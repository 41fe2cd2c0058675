//! The metrics table and the ratios derived from it
//!
//! Every value in a report is a named metric. Most metrics are raw counts returned by one
//! remote query; the rest are ratios of two of those counts.
//!
//! # Implementation Model
//!
//! Metric definitions are statically registered in `metric_def.rs`, in report column
//! order. Each [`MetricDef`] names its [`MetricSource`] (a query or a ratio of two other
//! metrics) and a function producing its report label, which may mention the ESR major
//! version in use.
//!
//! A [`MetricsTable`] holds one [`MetricRecord`] per definition. The collector fills in
//! counts and browsable URLs, then [`compute_derived`] fills in every ratio. Ratios are
//! only computed once both inputs hold counts, and a zero denominator is an error rather
//! than a silent zero.

mod derived;
mod metric_def;
mod metric_value;
mod metrics_table;

pub use derived::{compute_derived, ratio};
pub use metric_def::{METRIC_DEFINITIONS, MetricDef, MetricSource, find};
pub use metric_value::MetricValue;
pub use metrics_table::{MetricRecord, MetricsTable};
use super::{Exclusions, Query, Rendering, bugzilla, crash_stats};
use crate::facts::RunDates;
use crate::versions::VersionSet;

/// Base URLs of the remote services.
#[derive(Debug, Clone, PartialEq, Eq)]
pub struct Endpoints {
    pub product_details: String,
    pub bugzilla: String,
    pub usage_stats: String,
    pub crash_stats: String,
}

/// Turns queries into URLs for one run.
#[derive(Debug, Clone)]
pub struct QueryBuilder {
    endpoints: Endpoints,
    exclusions: Exclusions,
    dates: RunDates,
}

impl QueryBuilder {
    #[must_use]
    pub const fn new(endpoints: Endpoints, exclusions: Exclusions, dates: RunDates) -> Self {
        Self {
            endpoints,
            exclusions,
            dates,
        }
    }

    #[must_use]
    pub const fn endpoints(&self) -> &Endpoints {
        &self.endpoints
    }

    /// Build the URL for `query`.
    ///
    /// `versions` is the status set for bugzilla queries and the channel's set for crash-stats
    /// queries. Usage queries all read the same document, so they ignore both `versions` and
    /// `rendering` and yield the document URL.
    #[must_use]
    pub fn build_url(&self, query: Query, versions: &VersionSet, rendering: Rendering) -> String {
        match query {
            Query::Bug(bug) => bugzilla::url(&self.endpoints.bugzilla, bug, versions, &self.exclusions, rendering),
            Query::Usage(_) => self.endpoints.usage_stats.clone(),
            Query::Crash(_) => crash_stats::url(&self.endpoints.crash_stats, versions, &self.dates, rendering),
        }
    }
}
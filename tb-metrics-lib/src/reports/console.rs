use crate::metrics::MetricsTable;
use core::fmt::Write;
use owo_colors::OwoColorize;

/// Write the resolved versions and collected metrics as two aligned tables.
///
/// `versions` pairs a label with the comma-separated versions it stands for.
pub fn generate<W: Write>(versions: &[(&str, String)], table: &MetricsTable, use_colors: bool, writer: &mut W) -> core::fmt::Result {
    write_heading(writer, "Versions", use_colors)?;
    let label_width = versions.iter().map(|(label, _)| label.len()).max().unwrap_or(0);
    for (label, list) in versions {
        writeln!(writer, "  {label:<label_width$}  {list}")?;
    }

    writeln!(writer)?;
    write_heading(writer, "Metrics", use_colors)?;
    let name_width = table.iter().map(|record| record.name().len()).max().unwrap_or(0);
    for record in table.iter() {
        let value = record.value.map_or_else(|| "n/a".to_string(), |value| value.to_string());
        writeln!(writer, "  {:<name_width$}  {value}", record.name())?;
    }

    Ok(())
}

fn write_heading<W: Write>(writer: &mut W, heading: &str, use_colors: bool) -> core::fmt::Result {
    if use_colors {
        writeln!(writer, "{}", heading.bold())
    } else {
        writeln!(writer, "{heading}")
    }
}

#[cfg(test)]
mod tests {
    use super::*;
    use crate::metrics::MetricValue;

    #[test]
    fn test_plain_output() {
        let mut table = MetricsTable::new(128);
        table.set_value("perf", MetricValue::Count(7));
        table.set_value("daily-crash-rate", MetricValue::Ratio(0.005));

        let versions = [("daily versions", "136.0a1".to_string()), ("release versions", "134.0, 134.0.1".to_string())];

        let mut output = String::new();
        generate(&versions, &table, false, &mut output).unwrap();

        assert!(output.starts_with("Versions\n"));
        assert!(output.contains("  daily versions    136.0a1\n"));
        assert!(output.contains("  release versions  134.0, 134.0.1\n"));
        assert!(output.contains("\nMetrics\n"));
        assert!(output.contains("  perf "));
        assert!(output.lines().any(|line| line.starts_with("  perf") && line.ends_with(" 7")));
        assert!(output.lines().any(|line| line.starts_with("  daily-crash-rate") && line.ends_with(" 0.50%")));
        assert!(output.lines().any(|line| line.starts_with("  topcrash") && line.ends_with(" n/a")));
        assert!(!output.contains('\u{1b}'));
    }

    #[test]
    fn test_colored_headings() {
        let mut output = String::new();
        generate(&[], &MetricsTable::new(128), true, &mut output).unwrap();
        assert!(output.contains('\u{1b}'));
    }
}
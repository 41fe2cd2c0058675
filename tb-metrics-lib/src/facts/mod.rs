//! Remote data collection
//!
//! This module talks to the four services a report depends on:
//!
//! - **product-details**: the Thunderbird version metadata document
//! - **bugzilla**: bug searches, counted by the length of the returned list
//! - **usage statistics**: a per-day document of active installations by version
//! - **crash-stats**: crash report searches, counted by their `total`
//!
//! # Implementation Model
//!
//! A [`RunContext`] is built once from the version metadata and the report date, and holds
//! every resolved version set. The [`Collector`] borrows it, issues exactly one request per
//! query, and awaits each response before sending the next. The usage document is the one
//! exception: it is fetched on first use and reused by every usage query.
//!
//! Failures are never retried. A transport error or non-success status surfaces as
//! [`Error::Network`](crate::Error::Network), and a body of the wrong shape as
//! [`Error::UnexpectedResponse`](crate::Error::UnexpectedResponse).

mod bugzilla;
mod collector;
mod crash_stats;
mod http;
mod product_details;
mod run_context;
mod usage;

pub use bugzilla::{API_KEY_VARIABLE, ApiKey};
pub use collector::{Collector, LegacyEsrPolicy};
pub use http::client;
pub use product_details::fetch_metadata;
pub use run_context::{PreviousLines, RunContext, RunDates};
pub use usage::{EsrVersions, UsageDay, UsageDocument};
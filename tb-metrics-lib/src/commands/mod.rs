//! Command-line interface and orchestration for tb-metrics
//!
//! This module parses the command line and drives one end-to-end collection.
//!
//! # Execution Flow
//!
//! 1. Initialize logging and check the bugzilla credential
//! 2. Load configuration (`tb-metrics.toml` or `--config`)
//! 3. Fetch the version metadata and resolve every channel's versions
//! 4. Run all queries, bugzilla first, then usage, then crash-stats
//! 5. Compute the derived ratios
//! 6. Print the console summary, write the spreadsheet and open it
//!
//! Nothing is written to disk until every metric has been computed, so a failed run
//! leaves no partial report behind.

mod collect;
mod common;
mod config;
mod host;
mod run;

#[cfg(debug_assertions)]
pub use config::Config;

pub use collect::{CollectArgs, collect_metrics};
pub use host::Host;
pub use run::run;
use camino::Utf8Path;
use std::io::{self, Write};

/// Abstract the host environment to enable testing
pub trait Host: Send + Sync {
    // where to send normal output (e.g., stdout)
    fn output(&mut self) -> impl Write;

    // where to send error output (e.g., stderr)
    fn error(&mut self) -> impl Write;

    /// Open a finished report in the platform's default viewer.
    fn open(&mut self, path: &Utf8Path) -> io::Result<()>;
}

/// Test host that captures output to in-memory buffers
#[cfg(test)]
pub struct TestHost {
    pub output_buf: Vec<u8>,
    pub error_buf: Vec<u8>,
    pub opened: Vec<camino::Utf8PathBuf>,
}

#[cfg(test)]
impl TestHost {
    pub const fn new() -> Self {
        Self {
            output_buf: Vec::new(),
            error_buf: Vec::new(),
            opened: Vec::new(),
        }
    }
}

#[cfg(test)]
impl Host for TestHost {
    fn output(&mut self) -> impl Write {
        &mut self.output_buf
    }

    fn error(&mut self) -> impl Write {
        &mut self.error_buf
    }

    fn open(&mut self, path: &Utf8Path) -> io::Result<()> {
        self.opened.push(path.to_path_buf());
        Ok(())
    }
}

━━━

• **EXERCISE**
Your task is to set down again, exactly, every line from the beginning of the listing through the line with "ratio. Ratios are".

• **SOLUTION TO THIS PROBLEM**
repository 41fe2cd2c0058675
//! The metrics table and the ratios derived from it
//!
//! Every value in a report is a named metric. Most metrics are raw counts returned by one
//! remote query; the rest are ratios of two of those counts.
//!
//! # Implementation Model
//!
//! Metric definitions are statically registered in `metric_def.rs`, in report column
//! order. Each [`MetricDef`] names its [`MetricSource`] (a query or a ratio of two other
//! metrics) and a function producing its report label, which may mention the ESR major
//! version in use.
//!
//! A [`MetricsTable`] holds one [`MetricRecord`] per definition. The collector fills in
//! counts and browsable URLs, then [`compute_derived`] fills in every ratio. Ratios are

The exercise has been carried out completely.